Mechanisms of benefit
- Statins competitively inhibit HMG-CoA reductase that is the rate-limiting enzyme of cholesterol synthesis and hence reduce intracellular cholesterol levels, subsequently, leading to increased clearance of serum LDL.[10] [5]
- Direct evidence of statin-based cholesterol lowering effect on atherosclerosis was presented in the ASTEROID trial, which demonstrated reduction in LDL-C with accompanied significant increase in HDL-C and subsequently resulting in the regression of atheroma in patients with coronary artery disease.[11]
- It has been postulated that statins have anti-inflammatory and anti-thrombotic effects.[12] [13] [14] [15]
- Non-lipid related properties of statins might be modulated by interference with isoprenoid synthesis or specific actions of some statins that block cell adhesion receptors and subsequently help to prevent atherosclerosis via:[16]
- improving endothelial function,
- modulate inflammatory responses,
- maintain plaque stability and prevent thrombus formation,
- increase nitric oxide bioavailability.
- The non-lipid properties of statins have shown to provide myocardial protection and hence lower the risk of procedural myocardial injury in elective coronary intervention. Such short-term myocardial protection is achieved by pre-treatment with atorvastatin 40mg/day for 7 days.[17]
- Long-term statin therapy have shown to reduce major cardiovascular events such as MI, stroke, and risk of revascularization in patients with different serum cholesterol levels.[3] [9] [18]

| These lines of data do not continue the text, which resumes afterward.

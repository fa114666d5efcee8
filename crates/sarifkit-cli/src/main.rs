//! CLI entry point for sarifkit.
//!
//! Argument parsing, logging setup, output and exit codes only. Loading and
//! validation live in the library crates.

mod report;

use anyhow::Context;
use camino::Utf8PathBuf;
use clap::{ArgAction, Parser, Subcommand, ValueEnum};
use sarifkit::{LoadOptions, Loader, SarifLog};
use tracing::{Level, info};

use crate::report::FileReport;

#[derive(Parser, Debug)]
#[command(name = "sarifkit", version, about = "Validate SARIF 2.1.0 logs")]
struct Cli {
    /// Raise log verbosity on stderr (-v info, -vv debug, -vvv trace).
    #[arg(short, long, action = ArgAction::Count, global = true)]
    verbose: u8,

    /// Only log errors.
    #[arg(short, long, global = true, conflicts_with = "verbose")]
    quiet: bool,

    #[command(subcommand)]
    cmd: Commands,
}

#[derive(Subcommand, Debug)]
enum Commands {
    /// Load each file and report whether it is a valid SARIF log.
    Validate {
        /// Output format for the per-file report.
        #[arg(long, value_enum, default_value_t = OutputFormat::Text)]
        format: OutputFormat,

        /// Reject inputs larger than this many bytes.
        #[arg(long)]
        max_bytes: Option<u64>,

        /// SARIF files to validate.
        #[arg(required = true)]
        paths: Vec<Utf8PathBuf>,
    },

    /// Print the JSON Schema of the SarifLog document model.
    Schema,
}

#[derive(Clone, Copy, Debug, PartialEq, Eq, ValueEnum)]
enum OutputFormat {
    Text,
    /// One JSON object per line.
    Json,
}

fn main() -> anyhow::Result<()> {
    let cli = Cli::parse();
    init_logging(cli.verbose, cli.quiet);

    match cli.cmd {
        Commands::Validate {
            format,
            max_bytes,
            paths,
        } => cmd_validate(format, max_bytes, &paths),
        Commands::Schema => cmd_schema(),
    }
}

fn init_logging(verbose: u8, quiet: bool) {
    let level = match (quiet, verbose) {
        (true, _) => Level::ERROR,
        (false, 0) => Level::WARN,
        (false, 1) => Level::INFO,
        (false, 2) => Level::DEBUG,
        (false, _) => Level::TRACE,
    };
    tracing_subscriber::fmt()
        .with_max_level(level)
        .with_writer(std::io::stderr)
        .with_target(false)
        .init();
}

fn cmd_validate(
    format: OutputFormat,
    max_bytes: Option<u64>,
    paths: &[Utf8PathBuf],
) -> anyhow::Result<()> {
    let mut options = LoadOptions::default();
    if let Some(limit) = max_bytes {
        options = options.with_max_input_bytes(limit);
    }
    let loader = Loader::new(options);

    let mut failures = 0usize;
    for path in paths {
        let outcome = loader.load_path(path);
        if let Err(err) = &outcome {
            failures += 1;
            info!(%path, kind = err.kind(), "rejected");
        }
        let report = FileReport::new(path, &outcome);
        match format {
            OutputFormat::Text => println!("{}", report.render_text()),
            OutputFormat::Json => println!(
                "{}",
                serde_json::to_string(&report).context("serialize report")?
            ),
        }
    }

    info!(files = paths.len(), failures, "validation finished");
    if failures > 0 {
        std::process::exit(1);
    }
    Ok(())
}

fn cmd_schema() -> anyhow::Result<()> {
    let schema = schemars::schema_for!(SarifLog);
    let text = serde_json::to_string_pretty(&schema).context("serialize schema")?;
    println!("{text}");
    Ok(())
}
//! Error taxonomy for loading.
//!
//! Every failure is exactly one of: unreadable input, oversized input,
//! malformed JSON, or a JSON document that does not describe a SARIF log.

use std::fmt;

use camino::Utf8PathBuf;
use sarifkit_model::{EntityKind, FieldKind, JsonValue, Level};
use thiserror::Error;

use crate::path::FieldPath;

#[derive(Debug, Error)]
pub enum LoadError {
    #[error("failed to read {path}")]
    Io {
        path: Utf8PathBuf,
        #[source]
        source: std::io::Error,
    },

    #[error("input is {size} bytes, above the {limit} byte limit")]
    TooLarge { size: u64, limit: u64 },

    #[error(transparent)]
    Syntax(#[from] SyntaxError),

    #[error(transparent)]
    Validation(#[from] ValidationError),
}

impl LoadError {
    /// Stable snake_case tag, used in machine-readable reports and fixture names.
    pub fn kind(&self) -> &'static str {
        match self {
            LoadError::Io { .. } => "io",
            LoadError::TooLarge { .. } => "too_large",
            LoadError::Syntax(_) => "syntax",
            LoadError::Validation(err) => err.kind().as_str(),
        }
    }

    pub fn as_validation(&self) -> Option<&ValidationError> {
        match self {
            LoadError::Validation(err) => Some(err),
            _ => None,
        }
    }

    pub fn as_syntax(&self) -> Option<&SyntaxError> {
        match self {
            LoadError::Syntax(err) => Some(err),
            _ => None,
        }
    }
}

/// The input is not well-formed JSON.
#[derive(Clone, Debug, PartialEq, Eq, Error)]
#[error("malformed JSON at line {line}, column {column}: {message}")]
pub struct SyntaxError {
    pub line: usize,
    pub column: usize,
    pub message: String,
}

impl SyntaxError {
    pub(crate) fn from_json(err: &serde_json::Error) -> Self {
        // serde_json appends " at line L column C" to its own message.
        let full = err.to_string();
        let message = match full.rsplit_once(" at line ") {
            Some((head, _)) => head.to_string(),
            None => full,
        };
        Self {
            line: err.line(),
            column: err.column(),
            message,
        }
    }
}

/// Which textual identifier format failed to parse.
#[derive(Clone, Copy, Debug, PartialEq, Eq, Hash)]
pub enum IdentifierFormat {
    Uuid,
    Timestamp,
}

impl IdentifierFormat {
    pub fn as_str(self) -> &'static str {
        match self {
            IdentifierFormat::Uuid => "uuid",
            IdentifierFormat::Timestamp => "timestamp",
        }
    }

    fn describe(self) -> &'static str {
        match self {
            IdentifierFormat::Uuid => "a UUID",
            IdentifierFormat::Timestamp => "an ISO 8601 timestamp",
        }
    }
}

#[derive(Clone, Copy, Debug, PartialEq, Eq, Hash)]
pub enum ValidationKind {
    /// A required field is absent.
    MissingField,
    /// The JSON type is wrong (string where an integer belongs, and so on).
    InvalidType,
    /// Right JSON type, unacceptable value (negative index into `usize`, ...).
    InvalidValue,
    /// A `level` literal outside none/note/warning/error.
    UnknownEnumValue,
    /// A guid or timestamp string that does not parse.
    MalformedIdentifier(IdentifierFormat),
    Other,
}

impl ValidationKind {
    pub fn as_str(self) -> &'static str {
        match self {
            ValidationKind::MissingField => "missing_field",
            ValidationKind::InvalidType => "invalid_type",
            ValidationKind::InvalidValue => "invalid_value",
            ValidationKind::UnknownEnumValue => "unknown_enum_value",
            ValidationKind::MalformedIdentifier(IdentifierFormat::Uuid) => "malformed_uuid",
            ValidationKind::MalformedIdentifier(IdentifierFormat::Timestamp) => {
                "malformed_timestamp"
            }
            ValidationKind::Other => "invalid",
        }
    }

    fn classify(message: &str, missing: bool, leaf: Option<FieldKind>) -> Self {
        if missing {
            return ValidationKind::MissingField;
        }
        if message.starts_with("invalid type:") {
            return ValidationKind::InvalidType;
        }
        match leaf {
            Some(FieldKind::Level) => ValidationKind::UnknownEnumValue,
            Some(FieldKind::Uuid) => ValidationKind::MalformedIdentifier(IdentifierFormat::Uuid),
            Some(FieldKind::Timestamp) => {
                ValidationKind::MalformedIdentifier(IdentifierFormat::Timestamp)
            }
            _ if message.starts_with("invalid value:")
                || message.starts_with("invalid length") =>
            {
                ValidationKind::InvalidValue
            }
            _ => ValidationKind::Other,
        }
    }
}

impl fmt::Display for ValidationKind {
    fn fmt(&self, f: &mut fmt::Formatter<'_>) -> fmt::Result {
        f.write_str(self.as_str())
    }
}

/// The JSON is well-formed but does not describe a valid SARIF document.
///
/// Only the first failing field is reported.
#[derive(Clone, Debug, PartialEq)]
pub struct ValidationError {
    path: FieldPath,
    field_path: FieldPath,
    entity: Option<EntityKind>,
    kind: ValidationKind,
    expected: Option<String>,
    received: Option<JsonValue>,
    detail: String,
}

impl ValidationError {
    pub(crate) fn from_path_error(
        root: EntityKind,
        document: &JsonValue,
        err: serde_path_to_error::Error<serde_json::Error>,
    ) -> Self {
        let mut path = FieldPath::from_serde(err.path());
        let detail = err.into_inner().to_string();

        let missing = missing_field_name(&detail).map(str::to_string);
        if let Some(name) = &missing {
            path.push_key(name.as_str());
        }

        let kind = ValidationKind::classify(
            &detail,
            missing.is_some(),
            path.resolve(root).leaf.map(|field| field.kind),
        );
        Self::new(root, document, path, kind, detail)
    }

    /// An entity position holding a JSON array instead of an object.
    pub(crate) fn array_for_entity(
        root: EntityKind,
        document: &JsonValue,
        path: FieldPath,
        entity: EntityKind,
    ) -> Self {
        let detail = format!("invalid type: sequence, expected {entity} object");
        Self::new(root, document, path, ValidationKind::InvalidType, detail)
    }

    fn new(
        root: EntityKind,
        document: &JsonValue,
        path: FieldPath,
        kind: ValidationKind,
        detail: String,
    ) -> Self {
        let resolved = path.resolve(root);
        let received = match kind {
            ValidationKind::MissingField => None,
            _ => path.lookup(document).cloned(),
        };
        let entity = match resolved.owner {
            Some(owner) => Some(owner),
            None if path.is_root() => Some(root),
            None => None,
        };

        Self {
            expected: expected_for(kind, &detail),
            entity,
            field_path: resolved.field_path,
            path,
            kind,
            received,
            detail,
        }
    }

    /// Location of the failure, spelled with SARIF wire keys.
    pub fn path(&self) -> &FieldPath {
        &self.path
    }

    /// The same location spelled with internal (snake_case) field names.
    pub fn field_path(&self) -> &FieldPath {
        &self.field_path
    }

    /// Entity that owns the failing field, when the path reaches a known field.
    pub fn entity(&self) -> Option<EntityKind> {
        self.entity
    }

    pub fn kind(&self) -> ValidationKind {
        self.kind
    }

    /// Short description of what was acceptable at the failing location.
    pub fn expected(&self) -> Option<&str> {
        self.expected.as_deref()
    }

    /// The offending JSON value. `None` when the field was absent.
    pub fn received(&self) -> Option<&JsonValue> {
        self.received.as_ref()
    }

    /// Raw message from the deserializer, kept for debugging.
    pub fn detail(&self) -> &str {
        &self.detail
    }
}

impl fmt::Display for ValidationError {
    fn fmt(&self, f: &mut fmt::Formatter<'_>) -> fmt::Result {
        if self.path.is_root() {
            f.write_str("invalid SARIF at document root: ")?;
        } else {
            write!(f, "invalid SARIF at `{}`: ", self.path)?;
        }

        let received = self
            .received
            .as_ref()
            .map(|value| value.to_string())
            .unwrap_or_default();
        match self.kind {
            ValidationKind::MissingField => f.write_str("missing required field"),
            ValidationKind::UnknownEnumValue => write!(
                f,
                "expected one of {}, found {received}",
                Level::expected_values()
            ),
            ValidationKind::MalformedIdentifier(format) => {
                write!(f, "expected {}, found {received}", format.describe())
            }
            _ => f.write_str(&self.detail),
        }
    }
}

impl std::error::Error for ValidationError {}

fn missing_field_name(message: &str) -> Option<&str> {
    message
        .strip_prefix("missing field `")
        .and_then(|rest| rest.strip_suffix('`'))
}

fn expected_for(kind: ValidationKind, detail: &str) -> Option<String> {
    match kind {
        ValidationKind::MissingField => Some("required field".to_string()),
        ValidationKind::UnknownEnumValue => Some(format!("one of {}", Level::expected_values())),
        ValidationKind::MalformedIdentifier(IdentifierFormat::Uuid) => Some("UUID".to_string()),
        ValidationKind::MalformedIdentifier(IdentifierFormat::Timestamp) => {
            Some("ISO 8601 timestamp".to_string())
        }
        _ => detail
            .split_once(", expected ")
            .map(|(_, expected)| expected.to_string()),
    }
}
//! Wire alias table.
//!
//! One static table per entity maps each internal (snake_case) field name to
//! its SARIF wire name and records what kind of value the field holds. The
//! serde attributes on the entity structs must agree with these tables; the
//! `wire_table` integration test enforces that.

use std::fmt;

use EntityKind as E;
use FieldKind::{Entity, EntityList};

/// Every entity in the document model.
#[derive(Clone, Copy, Debug, PartialEq, Eq, Hash, PartialOrd, Ord)]
pub enum EntityKind {
    Message,
    ArtifactLocation,
    Region,
    Artifact,
    PhysicalLocation,
    LogicalLocation,
    Location,
    ReportingDescriptorReference,
    ToolComponentReference,
    ReportingConfiguration,
    ReportingDescriptor,
    ToolDriver,
    Tool,
    Result,
    Invocation,
    Run,
    SarifLog,
}

/// What a field holds, as far as path translation and error classification care.
#[derive(Clone, Copy, Debug, PartialEq, Eq)]
pub enum FieldKind {
    /// Scalar, string list, mapping or free-form JSON.
    Plain,
    /// Unique identifier text (UUID).
    Uuid,
    /// ISO 8601 timestamp text.
    Timestamp,
    /// `Level` enumeration literal.
    Level,
    /// A single nested entity.
    Entity(EntityKind),
    /// An ordered sequence of nested entities.
    EntityList(EntityKind),
}

impl FieldKind {
    /// The nested entity reached through this field, if any.
    pub fn entity(self) -> Option<EntityKind> {
        match self {
            FieldKind::Entity(kind) | FieldKind::EntityList(kind) => Some(kind),
            _ => None,
        }
    }
}

/// One row of an entity's alias table.
#[derive(Clone, Copy, Debug, PartialEq, Eq)]
pub struct WireField {
    /// Internal field identifier (snake_case).
    pub field: &'static str,
    /// Key used in SARIF JSON.
    pub wire: &'static str,
    pub kind: FieldKind,
}

impl WireField {
    const fn new(field: &'static str, wire: &'static str, kind: FieldKind) -> Self {
        Self { field, wire, kind }
    }

    /// Field whose wire name equals its internal name.
    const fn same(name: &'static str) -> Self {
        Self::new(name, name, FieldKind::Plain)
    }

    pub fn is_renamed(&self) -> bool {
        self.field != self.wire
    }
}

/// Implemented by every entity struct; ties the Rust type to its alias table.
pub trait SarifEntity {
    const KIND: EntityKind;

    fn wire_fields() -> &'static [WireField] {
        Self::KIND.fields()
    }
}

const MESSAGE: &[WireField] = &[
    WireField::same("text"),
    WireField::same("markdown"),
    WireField::same("id"),
    WireField::same("arguments"),
];

const ARTIFACT_LOCATION: &[WireField] = &[
    WireField::same("uri"),
    WireField::new("uri_base_id", "uriBaseId", FieldKind::Plain),
    WireField::same("index"),
    WireField::new("description", "description", Entity(E::Message)),
];

const REGION: &[WireField] = &[
    WireField::new("start_line", "startLine", FieldKind::Plain),
    WireField::new("start_column", "startColumn", FieldKind::Plain),
    WireField::new("end_line", "endLine", FieldKind::Plain),
    WireField::new("end_column", "endColumn", FieldKind::Plain),
    WireField::new("char_offset", "charOffset", FieldKind::Plain),
    WireField::new("char_length", "charLength", FieldKind::Plain),
    WireField::new("byte_offset", "byteOffset", FieldKind::Plain),
    WireField::new("byte_length", "byteLength", FieldKind::Plain),
    WireField::same("snippet"),
    WireField::new("message", "message", Entity(E::Message)),
];

const ARTIFACT: &[WireField] = &[
    WireField::new("location", "location", Entity(E::ArtifactLocation)),
    WireField::new("mime_type", "mimeType", FieldKind::Plain),
    WireField::same("encoding"),
    WireField::new("source_language", "sourceLanguage", FieldKind::Plain),
    WireField::same("roles"),
    WireField::same("contents"),
    WireField::new("parent_index", "parentIndex", FieldKind::Plain),
    WireField::same("offset"),
    WireField::same("length"),
    WireField::same("hashes"),
    WireField::new("last_modified", "lastModified", FieldKind::Timestamp),
    WireField::new("description", "description", Entity(E::Message)),
];

const PHYSICAL_LOCATION: &[WireField] = &[
    WireField::new(
        "artifact_location",
        "artifactLocation",
        Entity(E::ArtifactLocation),
    ),
    WireField::new("region", "region", Entity(E::Region)),
    WireField::new("context_region", "contextRegion", Entity(E::Region)),
    WireField::same("address"),
];

const LOGICAL_LOCATION: &[WireField] = &[
    WireField::same("name"),
    WireField::new("full_name", "fullName", FieldKind::Plain),
    WireField::new("decorated_name", "decoratedName", FieldKind::Plain),
    WireField::same("kind"),
    WireField::new("parent_index", "parentIndex", FieldKind::Plain),
    WireField::same("index"),
];

const LOCATION: &[WireField] = &[
    WireField::same("id"),
    WireField::new(
        "physical_location",
        "physicalLocation",
        Entity(E::PhysicalLocation),
    ),
    WireField::new(
        "logical_locations",
        "logicalLocations",
        EntityList(E::LogicalLocation),
    ),
    WireField::new("message", "message", Entity(E::Message)),
    WireField::same("annotations"),
    WireField::same("relationships"),
];

const REPORTING_DESCRIPTOR_REFERENCE: &[WireField] = &[
    WireField::same("id"),
    WireField::same("index"),
    WireField::new("guid", "guid", FieldKind::Uuid),
    WireField::new("tool_component", "toolComponent", FieldKind::Plain),
];

const TOOL_COMPONENT_REFERENCE: &[WireField] = &[
    WireField::same("name"),
    WireField::same("index"),
    WireField::new("guid", "guid", FieldKind::Uuid),
];

const REPORTING_CONFIGURATION: &[WireField] = &[
    WireField::same("enabled"),
    WireField::same("level"),
    WireField::same("rank"),
    WireField::same("parameters"),
];

const REPORTING_DESCRIPTOR: &[WireField] = &[
    WireField::same("id"),
    WireField::same("name"),
    WireField::new("short_description", "shortDescription", Entity(E::Message)),
    WireField::new("full_description", "fullDescription", Entity(E::Message)),
    WireField::new(
        "default_configuration",
        "defaultConfiguration",
        Entity(E::ReportingConfiguration),
    ),
    WireField::new("help_uri", "helpUri", FieldKind::Plain),
    WireField::new("help", "help", Entity(E::Message)),
    WireField::same("relationships"),
];

const TOOL_DRIVER: &[WireField] = &[
    WireField::same("name"),
    WireField::new("full_name", "fullName", FieldKind::Plain),
    WireField::same("version"),
    WireField::new("semantic_version", "semanticVersion", FieldKind::Plain),
    WireField::new("information_uri", "informationUri", FieldKind::Plain),
    WireField::new("rules", "rules", EntityList(E::ReportingDescriptor)),
    WireField::new(
        "notifications",
        "notifications",
        EntityList(E::ReportingDescriptor),
    ),
    WireField::new("taxa", "taxa", EntityList(E::ReportingDescriptor)),
    WireField::same("language"),
    WireField::same("contents"),
];

const TOOL: &[WireField] = &[
    WireField::new("driver", "driver", Entity(E::ToolDriver)),
    WireField::same("extensions"),
];

const RESULT: &[WireField] = &[
    WireField::new("rule_id", "ruleId", FieldKind::Plain),
    WireField::new("rule_index", "ruleIndex", FieldKind::Plain),
    WireField::new("rule", "rule", Entity(E::ReportingDescriptorReference)),
    WireField::same("kind"),
    WireField::new("level", "level", FieldKind::Level),
    WireField::new("message", "message", Entity(E::Message)),
    WireField::new("locations", "locations", EntityList(E::Location)),
    WireField::new(
        "analysis_target",
        "analysisTarget",
        Entity(E::ArtifactLocation),
    ),
    WireField::same("fixes"),
    WireField::same("occurrences"),
    WireField::same("stacks"),
    WireField::new("code_flows", "codeFlows", FieldKind::Plain),
    WireField::same("graphs"),
    WireField::new("graph_traversals", "graphTraversals", FieldKind::Plain),
    WireField::new(
        "related_locations",
        "relatedLocations",
        EntityList(E::Location),
    ),
    WireField::same("suppression"),
    WireField::same("rank"),
    WireField::same("attachments"),
    WireField::new("hosted_viewer_uri", "hostedViewerUri", FieldKind::Plain),
    WireField::new("work_item_uris", "workItemUris", FieldKind::Plain),
    WireField::same("properties"),
];

const INVOCATION: &[WireField] = &[
    WireField::new("command_line", "commandLine", FieldKind::Plain),
    WireField::same("arguments"),
    WireField::new("response_files", "responseFiles", FieldKind::Plain),
    WireField::new("start_time_utc", "startTimeUtc", FieldKind::Timestamp),
    WireField::new("end_time_utc", "endTimeUtc", FieldKind::Timestamp),
    WireField::new(
        "execution_successful",
        "executionSuccessful",
        FieldKind::Plain,
    ),
    WireField::same("machine"),
    WireField::same("account"),
    WireField::new("process_id", "processId", FieldKind::Plain),
    WireField::new(
        "executable_location",
        "executableLocation",
        Entity(E::ArtifactLocation),
    ),
    WireField::new(
        "working_directory",
        "workingDirectory",
        Entity(E::ArtifactLocation),
    ),
    WireField::new(
        "environment_variables",
        "environmentVariables",
        FieldKind::Plain,
    ),
    WireField::new("stdin", "stdin", Entity(E::ArtifactLocation)),
    WireField::new("stdout", "stdout", Entity(E::ArtifactLocation)),
    WireField::new("stderr", "stderr", Entity(E::ArtifactLocation)),
    WireField::new("stdout_stderr", "stdoutStderr", Entity(E::ArtifactLocation)),
    WireField::same("properties"),
];

const RUN: &[WireField] = &[
    WireField::new("tool", "tool", Entity(E::Tool)),
    WireField::new("invocations", "invocations", EntityList(E::Invocation)),
    WireField::same("conversion"),
    WireField::same("language"),
    WireField::new(
        "version_control_provenance",
        "versionControlProvenance",
        FieldKind::Plain,
    ),
    WireField::new(
        "original_uri_base_ids",
        "originalUriBaseIds",
        FieldKind::Plain,
    ),
    WireField::new("artifacts", "artifacts", EntityList(E::Artifact)),
    WireField::new(
        "logical_locations",
        "logicalLocations",
        EntityList(E::LogicalLocation),
    ),
    WireField::same("graphs"),
    WireField::new("results", "results", EntityList(E::Result)),
    WireField::new("automation_details", "automationDetails", FieldKind::Plain),
    WireField::new("baseline_guid", "baselineGuid", FieldKind::Uuid),
    WireField::new("redaction_tokens", "redactionTokens", FieldKind::Plain),
    WireField::new("default_encoding", "defaultEncoding", FieldKind::Plain),
    WireField::new(
        "default_source_language",
        "defaultSourceLanguage",
        FieldKind::Plain,
    ),
    WireField::new("newline_sequences", "newlineSequences", FieldKind::Plain),
    WireField::new("tool_extensions", "toolExtensions", FieldKind::Plain),
    WireField::same("notifications"),
    WireField::same("properties"),
];

const SARIF_LOG: &[WireField] = &[
    WireField::same("version"),
    WireField::new("schema_uri", "$schema", FieldKind::Plain),
    WireField::new("runs", "runs", EntityList(E::Run)),
    WireField::new(
        "inline_external_properties",
        "inlineExternalProperties",
        FieldKind::Plain,
    ),
    WireField::same("properties"),
];

impl EntityKind {
    pub const ALL: [EntityKind; 17] = [
        E::Message,
        E::ArtifactLocation,
        E::Region,
        E::Artifact,
        E::PhysicalLocation,
        E::LogicalLocation,
        E::Location,
        E::ReportingDescriptorReference,
        E::ToolComponentReference,
        E::ReportingConfiguration,
        E::ReportingDescriptor,
        E::ToolDriver,
        E::Tool,
        E::Result,
        E::Invocation,
        E::Run,
        E::SarifLog,
    ];

    pub fn name(self) -> &'static str {
        match self {
            E::Message => "Message",
            E::ArtifactLocation => "ArtifactLocation",
            E::Region => "Region",
            E::Artifact => "Artifact",
            E::PhysicalLocation => "PhysicalLocation",
            E::LogicalLocation => "LogicalLocation",
            E::Location => "Location",
            E::ReportingDescriptorReference => "ReportingDescriptorReference",
            E::ToolComponentReference => "ToolComponentReference",
            E::ReportingConfiguration => "ReportingConfiguration",
            E::ReportingDescriptor => "ReportingDescriptor",
            E::ToolDriver => "ToolDriver",
            E::Tool => "Tool",
            E::Result => "Result",
            E::Invocation => "Invocation",
            E::Run => "Run",
            E::SarifLog => "SarifLog",
        }
    }

    pub fn from_name(name: &str) -> Option<EntityKind> {
        EntityKind::ALL.into_iter().find(|k| k.name() == name)
    }

    /// The alias table for this entity, in declaration order.
    pub fn fields(self) -> &'static [WireField] {
        match self {
            E::Message => MESSAGE,
            E::ArtifactLocation => ARTIFACT_LOCATION,
            E::Region => REGION,
            E::Artifact => ARTIFACT,
            E::PhysicalLocation => PHYSICAL_LOCATION,
            E::LogicalLocation => LOGICAL_LOCATION,
            E::Location => LOCATION,
            E::ReportingDescriptorReference => REPORTING_DESCRIPTOR_REFERENCE,
            E::ToolComponentReference => TOOL_COMPONENT_REFERENCE,
            E::ReportingConfiguration => REPORTING_CONFIGURATION,
            E::ReportingDescriptor => REPORTING_DESCRIPTOR,
            E::ToolDriver => TOOL_DRIVER,
            E::Tool => TOOL,
            E::Result => RESULT,
            E::Invocation => INVOCATION,
            E::Run => RUN,
            E::SarifLog => SARIF_LOG,
        }
    }

    pub fn field_by_wire(self, wire: &str) -> Option<&'static WireField> {
        self.fields().iter().find(|f| f.wire == wire)
    }

    pub fn field_by_name(self, field: &str) -> Option<&'static WireField> {
        self.fields().iter().find(|f| f.field == field)
    }
}

impl fmt::Display for EntityKind {
    fn fmt(&self, f: &mut fmt::Formatter<'_>) -> fmt::Result {
        f.write_str(self.name())
    }
}

/// Look up the wire name of `field` on `entity`.
pub fn wire_name(entity: EntityKind, field: &str) -> Option<&'static str> {
    entity.field_by_name(field).map(|f| f.wire)
}

/// Look up the internal field name behind a wire key on `entity`.
pub fn field_name(entity: EntityKind, wire: &str) -> Option<&'static str> {
    entity.field_by_wire(wire).map(|f| f.field)
}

- Population-based cohort analysis, reported in patients with atherosclerosis, the use of statins have been associated with a reduction in the risk of subsequent sepsis.[19]
Indications
- In all patients with coronary artery disease, statins are indicated both for primary and secondary prevention, irrespective of the serum cholesterol concentrations, owing to its property of reducing over-all cardiovascular mortality.[3][5][9][18]
- In patients with stable angina, pre-treatment with atorvastatin was associated with the reduction of procedural myocardial injury, as assessed by biochemical markers.[17]
- Two randomized placebo-controlled trials reported that the use of simvastatin 40 mg/day and atorvastatin 10 mg/day provided similar primary protection against major cardiovascular events in diabetic patients without high LDL-cholesterol.[18][20]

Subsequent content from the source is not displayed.